Back in my mid to late 20s, my most prized possession was my Yamaha R1 motorcycle. Living and working in the city of Milwaukee meant I didn’t need to worry about finding parking, gas was cheap, and it was fast, one of the fastest sport bikes on the market at the time. But with that speed and power comes great responsibility, and I took that responsibility seriously. If I was going to go out and meet friends, I promised myself, not one sip of alcohol. Before every ride, I would make sure to give it a quick check. Were the tires inflated enough? Were the brakes tight? There were about five to seven things I would quickly look over every time. It was that monitoring of the bike that gave me the confidence I needed to know I could control how the bike behaved and allow me to arrive safely at my destination. It was one Saturday afternoon that I learned that no matter how much I plan what I can control, I can’t control the world around me.

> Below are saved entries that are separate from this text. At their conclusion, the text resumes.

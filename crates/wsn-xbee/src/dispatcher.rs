//! Outbound command framing
//!
//! [`CommandDispatcher`] turns the three kinds of requests the gateway makes
//! (local AT command, remote AT command, application data) into
//! [`OutboundFrame`]s and hands them to a non-blocking [`FrameSink`].
//! Sends are fire-and-forget: any answer from the radio arrives later as an
//! independent status frame.

use std::fmt;
use tokio::sync::mpsc;
use tracing::{debug, error};

use crate::codec::MAX_TRANSMIT_PAYLOAD;
use crate::error::{Result, XbeeError};
use crate::frame::{Addr16, Addr64, AtCommand, NodeKey, OutboundFrame};
use crate::registry::AddressRegistry;

/// Non-blocking destination for outbound frames
pub trait FrameSink {
    /// Queue a frame for transmission
    fn submit(&mut self, frame: OutboundFrame) -> Result<()>;
}

impl FrameSink for mpsc::UnboundedSender<OutboundFrame> {
    fn submit(&mut self, frame: OutboundFrame) -> Result<()> {
        self.send(frame)?;
        Ok(())
    }
}

/// Destination of a remote AT command
#[derive(Debug, Clone, PartialEq, Eq)]
pub enum Target {
    /// A configured node
    Node(NodeKey),
    /// Every module in the network
    Broadcast,
}

impl Target {
    /// Parse a target name; `broadcast` selects every module
    pub fn parse(name: &str) -> Self {
        if name.eq_ignore_ascii_case("broadcast") {
            Target::Broadcast
        } else {
            Target::Node(NodeKey::new(name))
        }
    }
}

impl fmt::Display for Target {
    fn fmt(&self, f: &mut fmt::Formatter<'_>) -> fmt::Result {
        match self {
            Target::Node(key) => write!(f, "{}", key),
            Target::Broadcast => write!(f, "broadcast"),
        }
    }
}

impl From<NodeKey> for Target {
    fn from(key: NodeKey) -> Self {
        Target::Node(key)
    }
}

/// Dispatcher counters
#[derive(Debug, Clone, Copy, Default, PartialEq, Eq)]
pub struct DispatcherStats {
    /// Frames handed to the sink
    pub queued: u64,
    /// Frames lost because the sink was closed
    pub dropped: u64,
}

/// Builds and queues outbound frames
#[derive(Debug)]
pub struct CommandDispatcher<S: FrameSink> {
    sink: S,
    stats: DispatcherStats,
}

impl<S: FrameSink> CommandDispatcher<S> {
    /// Create a dispatcher writing into `sink`
    pub fn new(sink: S) -> Self {
        Self {
            sink,
            stats: DispatcherStats::default(),
        }
    }

    /// Counters since creation
    pub fn stats(&self) -> DispatcherStats {
        self.stats
    }

    /// Access the sink (used by tests to inspect queued frames)
    pub fn sink(&self) -> &S {
        &self.sink
    }

    /// AT Command Request (0x08) executed by the coordinator
    pub fn send_local_at_command(
        &mut self,
        frame_id: Option<u8>,
        command: AtCommand,
        parameter: Option<Vec<u8>>,
    ) {
        let parameter = normalize_parameter(parameter);
        debug!(%command, parameter = ?parameter.as_deref().map(hex::encode), "Local AT command");
        self.submit(OutboundFrame::AtCommand {
            frame_id,
            command,
            parameter,
        });
    }

    /// Remote AT Command Request (0x17)
    ///
    /// Fails only when the target key is not configured.
    pub fn send_remote_at_command(
        &mut self,
        registry: &AddressRegistry,
        target: &Target,
        frame_id: Option<u8>,
        command: AtCommand,
        parameter: Option<Vec<u8>>,
    ) -> Result<()> {
        let (destination64, destination16) = match target {
            Target::Broadcast => (Addr64::BROADCAST, Addr16::UNKNOWN),
            Target::Node(key) => registry.addresses(key)?,
        };
        let parameter = normalize_parameter(parameter);
        debug!(
            %target,
            %command,
            addr64 = %destination64,
            addr16 = %destination16,
            parameter = ?parameter.as_deref().map(hex::encode),
            "Remote AT command"
        );
        self.submit(OutboundFrame::RemoteAtCommand {
            destination64,
            destination16,
            frame_id,
            command,
            parameter,
        });
        Ok(())
    }

    /// ZigBee Transmit Request (0x10) carrying an application payload
    ///
    /// Payloads longer than [`MAX_TRANSMIT_PAYLOAD`] fail with
    /// `FrameTooLarge` and nothing is queued.
    pub fn send_data(
        &mut self,
        registry: &AddressRegistry,
        key: &NodeKey,
        payload: impl Into<Vec<u8>>,
    ) -> Result<()> {
        let (destination64, destination16) = registry.addresses(key)?;
        let data = payload.into();
        if data.len() > MAX_TRANSMIT_PAYLOAD {
            return Err(XbeeError::FrameTooLarge {
                len: data.len(),
                max: MAX_TRANSMIT_PAYLOAD,
            });
        }
        debug!(%key, size = data.len(), "ZigBee transmit request");
        self.submit(OutboundFrame::TransmitRequest {
            destination64,
            destination16,
            broadcast_radius: 0,
            options: 0,
            data,
        });
        Ok(())
    }

    /// Broadcast a Node Discovery request
    pub fn broadcast_node_discovery(&mut self) {
        self.submit(OutboundFrame::RemoteAtCommand {
            destination64: Addr64::BROADCAST,
            destination16: Addr16::UNKNOWN,
            frame_id: None,
            command: AtCommand::ND,
            parameter: None,
        });
    }

    fn submit(&mut self, frame: OutboundFrame) {
        let frame_type = frame.frame_type();
        match self.sink.submit(frame) {
            Ok(()) => self.stats.queued += 1,
            Err(e) => {
                self.stats.dropped += 1;
                error!(frame = frame_type.name(), error = %e, "Dropping outbound frame");
            }
        }
    }
}

/// An empty parameter means "query": it must not appear in the frame at all
fn normalize_parameter(parameter: Option<Vec<u8>>) -> Option<Vec<u8>> {
    parameter.filter(|p| !p.is_empty())
}

#[cfg(test)]
mod tests {
    use super::*;
    use crate::test_utils::RecordingSink;

    fn registry() -> AddressRegistry {
        AddressRegistry::new(
            (NodeKey::new("xb0"), Addr64(0x0013_A200_40AF_B72D)),
            vec![(NodeKey::new("xb1"), Addr64(0x0013_A200_40B3_2D72))],
        )
    }

    #[test]
    fn test_local_at_command() {
        let mut dispatcher = CommandDispatcher::new(RecordingSink::default());
        dispatcher.send_local_at_command(None, AtCommand::new("AI").unwrap(), None);

        assert_eq!(
            dispatcher.sink().frames(),
            vec![OutboundFrame::AtCommand {
                frame_id: None,
                command: AtCommand::new("AI").unwrap(),
                parameter: None,
            }]
        );
    }

    #[test]
    fn test_remote_at_command_resolves_addresses() {
        let mut reg = registry();
        reg.set_addr16(&NodeKey::new("xb1"), Addr16(0x4E21)).unwrap();
        let mut dispatcher = CommandDispatcher::new(RecordingSink::default());

        dispatcher
            .send_remote_at_command(
                &reg,
                &Target::parse("xb1"),
                Some(7),
                AtCommand::D4,
                Some(vec![0x05]),
            )
            .unwrap();

        assert_eq!(
            dispatcher.sink().frames()[0],
            OutboundFrame::RemoteAtCommand {
                destination64: Addr64(0x0013_A200_40B3_2D72),
                destination16: Addr16(0x4E21),
                frame_id: Some(7),
                command: AtCommand::D4,
                parameter: Some(vec![0x05]),
            }
        );
    }

    #[test]
    fn test_broadcast_uses_reserved_addresses_and_omits_empty_parameter() {
        let reg = registry();
        let mut dispatcher = CommandDispatcher::new(RecordingSink::default());

        dispatcher
            .send_remote_at_command(
                &reg,
                &Target::parse("broadcast"),
                None,
                AtCommand::ND,
                Some(Vec::new()),
            )
            .unwrap();

        match &dispatcher.sink().frames()[0] {
            OutboundFrame::RemoteAtCommand {
                destination64,
                destination16,
                parameter,
                ..
            } => {
                assert_eq!(destination64.to_string(), "000000000000ffff");
                assert_eq!(destination16.to_string(), "fffe");
                assert!(parameter.is_none());
            }
            other => panic!("unexpected frame {:?}", other),
        }
    }

    #[test]
    fn test_send_data_defaults() {
        let reg = registry();
        let mut dispatcher = CommandDispatcher::new(RecordingSink::default());
        dispatcher.send_data(&reg, &NodeKey::new("xb1"), "off").unwrap();

        assert_eq!(
            dispatcher.sink().frames()[0],
            OutboundFrame::TransmitRequest {
                destination64: Addr64(0x0013_A200_40B3_2D72),
                destination16: Addr16::UNKNOWN,
                broadcast_radius: 0,
                options: 0,
                data: b"off".to_vec(),
            }
        );
    }

    #[test]
    fn test_unknown_target_is_rejected() {
        let reg = registry();
        let mut dispatcher = CommandDispatcher::new(RecordingSink::default());
        let err = dispatcher
            .send_data(&reg, &NodeKey::new("xb5"), "on")
            .unwrap_err();
        assert!(matches!(err, XbeeError::InvalidKey(_)));
        assert!(dispatcher.sink().frames().is_empty());
    }

    #[test]
    fn test_oversized_payload_is_rejected() {
        let reg = registry();
        let mut dispatcher = CommandDispatcher::new(RecordingSink::default());

        let err = dispatcher
            .send_data(&reg, &NodeKey::new("xb1"), vec![b'x'; MAX_TRANSMIT_PAYLOAD + 1])
            .unwrap_err();
        assert!(matches!(err, XbeeError::FrameTooLarge { .. }));
        assert!(dispatcher.sink().frames().is_empty());

        dispatcher
            .send_data(&reg, &NodeKey::new("xb1"), vec![b'x'; MAX_TRANSMIT_PAYLOAD])
            .unwrap();
        assert_eq!(dispatcher.stats().queued, 1);
    }

    #[test]
    fn test_closed_sink_is_counted_not_returned() {
        let (tx, rx) = mpsc::unbounded_channel();
        drop(rx);
        let reg = registry();
        let mut dispatcher = CommandDispatcher::new(tx);

        assert!(dispatcher
            .send_remote_at_command(&reg, &Target::Broadcast, None, AtCommand::ND, None)
            .is_ok());
        assert_eq!(dispatcher.stats(), DispatcherStats { queued: 0, dropped: 1 });
    }
}
//! XBee API frame codec
//!
//! Every API frame on the serial link has the same envelope:
//!
//! ```text
//! 0x7E | length (u16, big-endian) | frame data ... | checksum
//! ```
//!
//! The checksum is `0xFF` minus the low byte of the sum of the frame data.
//! In API mode 2 (escaped) any byte after the delimiter equal to `0x7E`,
//! `0x7D`, `0x11` or `0x13` is sent as `0x7D` followed by the byte XOR `0x20`.

use bytes::{Buf, BufMut, Bytes, BytesMut};
use serde::{Deserialize, Serialize};
use std::collections::BTreeMap;
use tracing::{trace, warn};

use crate::error::{Result, XbeeError};
use crate::frame::{
    Addr16, Addr64, AnalogChannel, AtCommand, CommandStatus, DeliveryStatus, DiscoveryStatus,
    FrameType, InboundFrame, OutboundFrame,
};

/// Start of every API frame
pub const START_DELIMITER: u8 = 0x7E;

/// Escape marker in API mode 2
pub const ESCAPE: u8 = 0x7D;

/// XON flow-control byte
pub const XON: u8 = 0x11;

/// XOFF flow-control byte
pub const XOFF: u8 = 0x13;

/// Value XORed into an escaped byte
const ESCAPE_XOR: u8 = 0x20;

/// Largest frame data length accepted on encode and decode
pub const MAX_FRAME_DATA: usize = 1024;

/// Bytes of a Transmit Request before the payload: type, id, addresses,
/// radius and options
const TRANSMIT_REQUEST_HEADER: usize = 14;

/// Largest application payload a Transmit Request can carry
pub const MAX_TRANSMIT_PAYLOAD: usize = MAX_FRAME_DATA - TRANSMIT_REQUEST_HEADER;

/// Remote command option: apply changes on the remote immediately
const REMOTE_APPLY_CHANGES: u8 = 0x02;

/// Serial API operating mode of the local radio (`AP` parameter)
#[derive(Debug, Clone, Copy, PartialEq, Eq, Default, Serialize, Deserialize)]
#[serde(rename_all = "lowercase")]
pub enum ApiMode {
    /// AP=1, no escaping
    Unescaped,
    /// AP=2, control bytes escaped
    #[default]
    Escaped,
}

/// Stateful encoder/decoder for API frames
///
/// The only state is the rolling frame id used for outbound frames that do
/// not carry one explicitly.
#[derive(Debug, Clone)]
pub struct ApiCodec {
    mode: ApiMode,
    next_frame_id: u8,
}

impl ApiCodec {
    /// Create a codec for the given API mode
    pub fn new(mode: ApiMode) -> Self {
        Self {
            mode,
            next_frame_id: 1,
        }
    }

    /// API mode in use
    pub fn mode(&self) -> ApiMode {
        self.mode
    }

    /// Allocate the next frame id, skipping 0 (which suppresses responses)
    pub fn allocate_frame_id(&mut self) -> u8 {
        let id = self.next_frame_id;
        self.next_frame_id = if id == u8::MAX { 1 } else { id + 1 };
        id
    }

    /// Encode an outbound frame into a complete wire frame
    pub fn encode(&mut self, frame: &OutboundFrame) -> Result<Bytes> {
        let mut data = BytesMut::with_capacity(32);
        data.put_u8(frame.frame_type() as u8);

        match frame {
            OutboundFrame::AtCommand {
                frame_id,
                command,
                parameter,
            } => {
                let id = frame_id.unwrap_or_else(|| self.allocate_frame_id());
                data.put_u8(id);
                data.put_slice(&command.as_bytes());
                if let Some(param) = parameter {
                    data.put_slice(param);
                }
            }
            OutboundFrame::RemoteAtCommand {
                destination64,
                destination16,
                frame_id,
                command,
                parameter,
            } => {
                let id = frame_id.unwrap_or_else(|| self.allocate_frame_id());
                data.put_u8(id);
                data.put_slice(&destination64.to_bytes());
                data.put_slice(&destination16.to_bytes());
                data.put_u8(REMOTE_APPLY_CHANGES);
                data.put_slice(&command.as_bytes());
                if let Some(param) = parameter {
                    data.put_slice(param);
                }
            }
            OutboundFrame::TransmitRequest {
                destination64,
                destination16,
                broadcast_radius,
                options,
                data: payload,
            } => {
                let id = self.allocate_frame_id();
                data.put_u8(id);
                data.put_slice(&destination64.to_bytes());
                data.put_slice(&destination16.to_bytes());
                data.put_u8(*broadcast_radius);
                data.put_u8(*options);
                data.put_slice(payload);
            }
        }

        self.wrap(&data)
    }

    /// Wrap raw frame data in the API envelope
    ///
    /// Fails with [`XbeeError::FrameTooLarge`] when `data` exceeds
    /// [`MAX_FRAME_DATA`].
    pub fn wrap(&self, data: &[u8]) -> Result<Bytes> {
        if data.len() > MAX_FRAME_DATA {
            return Err(XbeeError::FrameTooLarge {
                len: data.len(),
                max: MAX_FRAME_DATA,
            });
        }

        let mut body = Vec::with_capacity(data.len() + 3);
        body.extend_from_slice(&(data.len() as u16).to_be_bytes());
        body.extend_from_slice(data);
        body.push(checksum(data));

        let mut out = BytesMut::with_capacity(body.len() * 2 + 1);
        out.put_u8(START_DELIMITER);
        for byte in body {
            if self.mode == ApiMode::Escaped && needs_escape(byte) {
                out.put_u8(ESCAPE);
                out.put_u8(byte ^ ESCAPE_XOR);
            } else {
                out.put_u8(byte);
            }
        }
        Ok(out.freeze())
    }

    /// Try to decode one frame from the front of `buf`
    ///
    /// Returns `Ok(None)` when more bytes are needed. Consumed bytes are
    /// removed from the buffer, including those of a rejected frame, so the
    /// caller can log the error and call again.
    pub fn decode(&self, buf: &mut BytesMut) -> Result<Option<InboundFrame>> {
        match buf.iter().position(|&b| b == START_DELIMITER) {
            Some(0) => {}
            Some(pos) => {
                warn!(discarded = pos, "Discarding bytes before start delimiter");
                buf.advance(pos);
            }
            None => {
                if !buf.is_empty() {
                    warn!(discarded = buf.len(), "Discarding buffer without start delimiter");
                    buf.clear();
                }
                return Ok(None);
            }
        }

        // Unescaped bytes following the delimiter: length, data, checksum
        let mut raw = Vec::new();
        let mut needed: Option<usize> = None;
        let mut i = 1;

        while i < buf.len() {
            let mut byte = buf[i];
            if self.mode == ApiMode::Escaped {
                if byte == START_DELIMITER {
                    buf.advance(i);
                    return Err(XbeeError::InvalidFrame(
                        "frame interrupted by start delimiter".to_string(),
                    ));
                }
                if byte == ESCAPE {
                    if i + 1 >= buf.len() {
                        return Ok(None);
                    }
                    i += 1;
                    byte = buf[i] ^ ESCAPE_XOR;
                }
            }
            raw.push(byte);
            i += 1;

            if raw.len() == 2 {
                let length = u16::from_be_bytes([raw[0], raw[1]]) as usize;
                if length == 0 || length > MAX_FRAME_DATA {
                    buf.advance(1);
                    return Err(XbeeError::InvalidFrame(format!(
                        "frame length {} out of range",
                        length
                    )));
                }
                needed = Some(length + 3);
            }
            if needed == Some(raw.len()) {
                break;
            }
        }

        let total = match needed {
            Some(total) if raw.len() == total => total,
            _ => {
                trace!(have = raw.len(), "Waiting for complete frame");
                return Ok(None);
            }
        };
        buf.advance(i);

        let data = &raw[2..total - 1];
        let got = raw[total - 1];
        let expected = checksum(data);
        if got != expected {
            return Err(XbeeError::InvalidChecksum { expected, got });
        }

        parse_frame_data(data).map(Some)
    }
}

impl Default for ApiCodec {
    fn default() -> Self {
        Self::new(ApiMode::default())
    }
}

/// Checksum over unescaped frame data
pub fn checksum(data: &[u8]) -> u8 {
    let sum = data.iter().fold(0u8, |acc, b| acc.wrapping_add(*b));
    0xFF - sum
}

fn needs_escape(byte: u8) -> bool {
    matches!(byte, START_DELIMITER | ESCAPE | XON | XOFF)
}

fn ensure(body: &[u8], len: usize, frame: FrameType) -> Result<()> {
    if body.remaining() < len {
        return Err(XbeeError::InvalidFrame(format!(
            "{} truncated: {} bytes, need {}",
            frame.name(),
            body.remaining(),
            len
        )));
    }
    Ok(())
}

fn get_addr64(body: &mut &[u8]) -> Addr64 {
    Addr64(body.get_u64())
}

fn get_addr16(body: &mut &[u8]) -> Addr16 {
    Addr16(body.get_u16())
}

fn get_command(body: &mut &[u8]) -> AtCommand {
    let cmd = [body.get_u8(), body.get_u8()];
    AtCommand::from_bytes(cmd)
}

/// Parse unescaped frame data (type byte first)
pub fn parse_frame_data(data: &[u8]) -> Result<InboundFrame> {
    let (&type_byte, rest) = data
        .split_first()
        .ok_or_else(|| XbeeError::InvalidFrame("empty frame data".to_string()))?;
    let mut body = rest;

    let frame_type = match FrameType::from_u8(type_byte) {
        Some(frame_type) => frame_type,
        None => {
            return Ok(InboundFrame::Unknown {
                frame_type: type_byte,
                data: body.to_vec(),
            })
        }
    };

    let frame = match frame_type {
        FrameType::AtCommandResponse => {
            ensure(body, 4, frame_type)?;
            let frame_id = body.get_u8();
            let command = get_command(&mut body);
            let status = CommandStatus::from(body.get_u8());
            InboundFrame::AtCommandResponse {
                frame_id,
                command,
                status,
                data: body.to_vec(),
            }
        }
        FrameType::TransmitStatus => {
            ensure(body, 6, frame_type)?;
            InboundFrame::TransmitStatus {
                frame_id: body.get_u8(),
                remote16: get_addr16(&mut body),
                retry_count: body.get_u8(),
                delivery_status: DeliveryStatus::from(body.get_u8()),
                discovery_status: DiscoveryStatus::from(body.get_u8()),
            }
        }
        FrameType::ReceivePacket => {
            ensure(body, 11, frame_type)?;
            InboundFrame::ReceivePacket {
                remote64: get_addr64(&mut body),
                remote16: get_addr16(&mut body),
                receive_options: body.get_u8(),
                data: body.to_vec(),
            }
        }
        FrameType::IoDataSample => parse_io_sample(body)?,
        FrameType::RemoteCommandResponse => {
            ensure(body, 14, frame_type)?;
            let frame_id = body.get_u8();
            let remote64 = get_addr64(&mut body);
            let remote16 = get_addr16(&mut body);
            let command = get_command(&mut body);
            let status = CommandStatus::from(body.get_u8());
            InboundFrame::RemoteCommandResponse {
                frame_id,
                remote64,
                remote16,
                command,
                status,
                data: body.to_vec(),
            }
        }
        FrameType::RouteRecord => {
            ensure(body, 12, frame_type)?;
            let remote64 = get_addr64(&mut body);
            let remote16 = get_addr16(&mut body);
            let receive_options = body.get_u8();
            let count = body.get_u8() as usize;
            ensure(body, count * 2, frame_type)?;
            let hops = (0..count).map(|_| get_addr16(&mut body)).collect();
            InboundFrame::RouteRecord {
                remote64,
                remote16,
                receive_options,
                hops,
            }
        }
        // Outbound types echoed back are not expected; keep them for logging.
        FrameType::AtCommand | FrameType::TransmitRequest | FrameType::RemoteAtCommandRequest => {
            InboundFrame::Unknown {
                frame_type: type_byte,
                data: body.to_vec(),
            }
        }
    };

    Ok(frame)
}

fn parse_io_sample(mut body: &[u8]) -> Result<InboundFrame> {
    let frame_type = FrameType::IoDataSample;
    ensure(body, 15, frame_type)?;
    let remote64 = get_addr64(&mut body);
    let remote16 = get_addr16(&mut body);
    let receive_options = body.get_u8();
    let _sample_sets = body.get_u8();
    let digital_mask = body.get_u16();
    let analog_mask = body.get_u8();

    let digital_samples = if digital_mask != 0 {
        ensure(body, 2, frame_type)?;
        Some(body.get_u16())
    } else {
        None
    };

    let mut analog_samples = BTreeMap::new();
    for (channel, bit) in AnalogChannel::MASK_BITS {
        if analog_mask & bit != 0 {
            ensure(body, 2, frame_type)?;
            analog_samples.insert(channel, body.get_u16());
        }
    }

    Ok(InboundFrame::IoDataSample {
        remote64,
        remote16,
        receive_options,
        digital_mask,
        digital_samples,
        analog_samples,
    })
}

I was riding down Wisconsin Ave in Milwaukee, right alongside the former Grand Avenue Mall, a busy, yet slim, street with the buildings on all sides coming up close to the street. I was moving with the car in front of me at about the speed limit. As we approached an intersection with a green light ahead of us, the car in front of me noticed a dump truck barrelling through the perpendicular red light and slammed on its brakes. Instinctively, I turned the throttle and gripped the front brake both at the same time, forcing the front end of the bike straight down and sending the back end of the motorcycle up in the air. I distinctly remember seeing my knee, foot and back wheel raise up over my head. The front wheel turned, and the bike came crashing down onto the back wheel 90 degrees from how this all started, the car behind screeching to a halt and coming inches from my, now turned motorcycle, and leg. I somehow stayed on the bike, and we all walked away unharmed. Had we all been going 5 MPH faster this would have been a different story. What we couldn’t see around the corner, hidden because of the building, was a stopped semi-truck unloading at an inappropriate location, causing the dump truck to swerve around it, completely blinding the intersection. I remember walking away from that thinking, no matter how much I check my bike and what I can control, I can never be 100% safe without fully knowing what's going on in and around my environment. Had this happened at an intersection where all roads weren’t blinded by buildings, if we had insights into all of the environment, we could have easily predicted what had happened.
Zooming ahead about fifteen years, I sit in my home office, above my garage that no longer houses a motorcycle (for the time being). I’m listening to our COO, Simon Wilson, tell us about some of the additional integrations our development team has worked on with ServiceNow above and beyond just creating incidents and tickets from Avantra’s monitoring data. We’ve had integration to create incidents for a while now, but Simon was informing us about how these new integrations can now provide additional SAP data into the ServiceNow CMDB and Event Management data. He explained that the benefits go beyond just sending SAP Basis monitoring data, similar to how I would ‘monitor’ my bike before I took off on a journey. We can now push data about the entire environment and ServiceNow can correlate that with inputs gathered from other areas such as network, storage, non-SAP environments, infrastructure… and so on. By correlating all of this various data, teams now have visibility into all aspects of the overarching environment. In fact, 80% of IT issues are due to changes in this overall environment, many of which have nothing to do with what the basis teams are doing. Oftentimes, the SAP team doesn't even know what they don’t know, eliminating the “blind corners”. Instead, you have the intelligence of ServiceNow’s CMDB & Event Management to predict any foreseeable situations. It’s this type of intelligence I wish I had on that Saturday afternoon, and that so many IT departments wish they had, but are often too blinded with SAP landscapes. While it could have been life saving on my bike, I think many IT departments would actually feel the same.
So, as you’re looking into SAP AIOps and monitoring solutions, be sure to dig in deeper into what ServiceNow integrations are possible with various solutions. While many SAP solutions still lack integration with ServiceNow, those that do probably only have integration to create incidents. While still important, it’s only a part of the wealth of intelligence ServiceNow is capable of.